[Saved entries]

*-*-*

use std::fs;
use std::path::{Path, PathBuf};
use std::process::ExitCode;

use anyhow::{Context, Result};
use clap::{Parser, Subcommand};
use serde::Serialize;
use synth_modeler::fixtures::read_wav;
use synth_modeler::pipeline::EvaluationMetrics;
use synth_modeler::training::{Trainer, WavDirectoryDataset};
use synth_modeler::{init_logging, AppConfig, FeatureExtractor, InferencePipeline};

#[derive(Parser, Debug)]
#[command(
    name = "synth_modeler_cli",
    about = "Infer wavetable synth presets from recorded audio"
)]
struct Cli {
    /// JSON configuration file (defaults are used when omitted)
    #[arg(long, global = true)]
    config: Option<PathBuf>,
    #[command(subcommand)]
    command: Commands,
}

#[derive(Subcommand, Debug)]
enum Commands {
    /// Infer a preset from a WAV file
    Infer {
        #[arg(long)]
        input: PathBuf,
        /// Directory the preset is written to
        #[arg(long, default_value = ".")]
        output_dir: PathBuf,
        /// Checkpoint manifest; an untrained model is used when omitted
        #[arg(long)]
        checkpoint: Option<PathBuf>,
        /// Skip the reconstruction metrics
        #[arg(long)]
        no_eval: bool,
    },
    /// Train on a directory of WAV clips
    Train {
        #[arg(long)]
        data: PathBuf,
        /// Continue from this checkpoint manifest
        #[arg(long)]
        resume: Option<PathBuf>,
        /// Override the configured epoch count
        #[arg(long)]
        epochs: Option<usize>,
        /// Override the configured checkpoint directory
        #[arg(long)]
        checkpoint_dir: Option<PathBuf>,
    },
    /// Print the feature sequence of a WAV file as JSON
    Features {
        #[arg(long)]
        input: PathBuf,
        #[arg(long)]
        output: Option<PathBuf>,
    },
    /// Print the effective configuration as JSON
    DumpConfig,
}

fn main() -> ExitCode {
    init_logging();
    match run() {
        Ok(code) => code,
        Err(err) => {
            eprintln!("Error: {err:?}");
            ExitCode::from(1)
        }
    }
}

fn run() -> Result<ExitCode> {
    let cli = Cli::parse();
    let config = load_config(cli.config.as_deref())?;

    match cli.command {
        Commands::Infer {
            input,
            output_dir,
            checkpoint,
            no_eval,
        } => run_infer(config, &input, &output_dir, checkpoint.as_deref(), !no_eval),
        Commands::Train {
            data,
            resume,
            epochs,
            checkpoint_dir,
        } => run_train(config, &data, resume.as_deref(), epochs, checkpoint_dir),
        Commands::Features { input, output } => run_features(&config, &input, output),
        Commands::DumpConfig => {
            println!("{}", serde_json::to_string_pretty(&config)?);
            Ok(ExitCode::from(0))
        }
    }
}

fn load_config(path: Option<&Path>) -> Result<AppConfig> {
    match path {
        Some(path) => AppConfig::try_load_from_file(path)
            .with_context(|| format!("loading configuration {}", path.display())),
        None => Ok(AppConfig::default()),
    }
}

fn run_infer(
    config: AppConfig,
    input: &Path,
    output_dir: &Path,
    checkpoint: Option<&Path>,
    enable_eval: bool,
) -> Result<ExitCode> {
    let pipeline = match checkpoint {
        Some(manifest) => InferencePipeline::from_checkpoint(config, manifest)
            .with_context(|| format!("loading checkpoint {}", manifest.display()))?,
        None => InferencePipeline::with_initial_weights(config),
    };

    let (preset, metrics) = pipeline
        .infer_file(input, output_dir, enable_eval)
        .with_context(|| format!("inferring preset for {}", input.display()))?;

    let report = InferReportPayload {
        input: input.display().to_string(),
        preset: preset.display().to_string(),
        metrics,
    };
    println!("{}", serde_json::to_string_pretty(&report)?);
    Ok(ExitCode::from(0))
}

fn run_train(
    mut config: AppConfig,
    data: &Path,
    resume: Option<&Path>,
    epochs: Option<usize>,
    checkpoint_dir: Option<PathBuf>,
) -> Result<ExitCode> {
    if let Some(epochs) = epochs {
        config.train.epochs = epochs;
    }
    if let Some(dir) = checkpoint_dir {
        config.train.checkpoint_dir = dir;
    }

    let dataset = WavDirectoryDataset::open(data, &config)
        .with_context(|| format!("opening dataset {}", data.display()))?;
    let summary = Trainer::new(config)?
        .train(&dataset, resume)
        .context("training")?;

    let epochs: Vec<EpochPayload> = summary
        .epochs
        .iter()
        .map(|report| EpochPayload {
            epoch: report.epoch,
            train_loss: report.train_loss,
            test_loss: report.test_loss,
            skipped_batches: report.skipped_batches,
            checkpoint: report.checkpoint.display().to_string(),
        })
        .collect();
    println!("{}", serde_json::to_string_pretty(&epochs)?);
    Ok(ExitCode::from(0))
}

fn run_features(config: &AppConfig, input: &Path, output: Option<PathBuf>) -> Result<ExitCode> {
    let waveform = read_wav(input).with_context(|| format!("reading {}", input.display()))?;
    let features = FeatureExtractor::new(config)
        .extract(&waveform)
        .with_context(|| format!("extracting features from {}", input.display()))?;
    let json = serde_json::to_string_pretty(&features)?;

    if let Some(path) = output {
        fs::write(&path, json).with_context(|| format!("writing {}", path.display()))?;
    } else {
        println!("{json}");
    }
    Ok(ExitCode::from(0))
}

#[derive(Serialize)]
struct InferReportPayload {
    input: String,
    preset: String,
    #[serde(skip_serializing_if = "Option::is_none")]
    metrics: Option<EvaluationMetrics>,
}

#[derive(Serialize)]
struct EpochPayload {
    epoch: usize,
    train_loss: Option<f32>,
    test_loss: Option<f32>,
    skipped_batches: usize,
    checkpoint: String,
}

*-*-*

Give the number of lines in the data that contain the word "loading", and add no other text.

2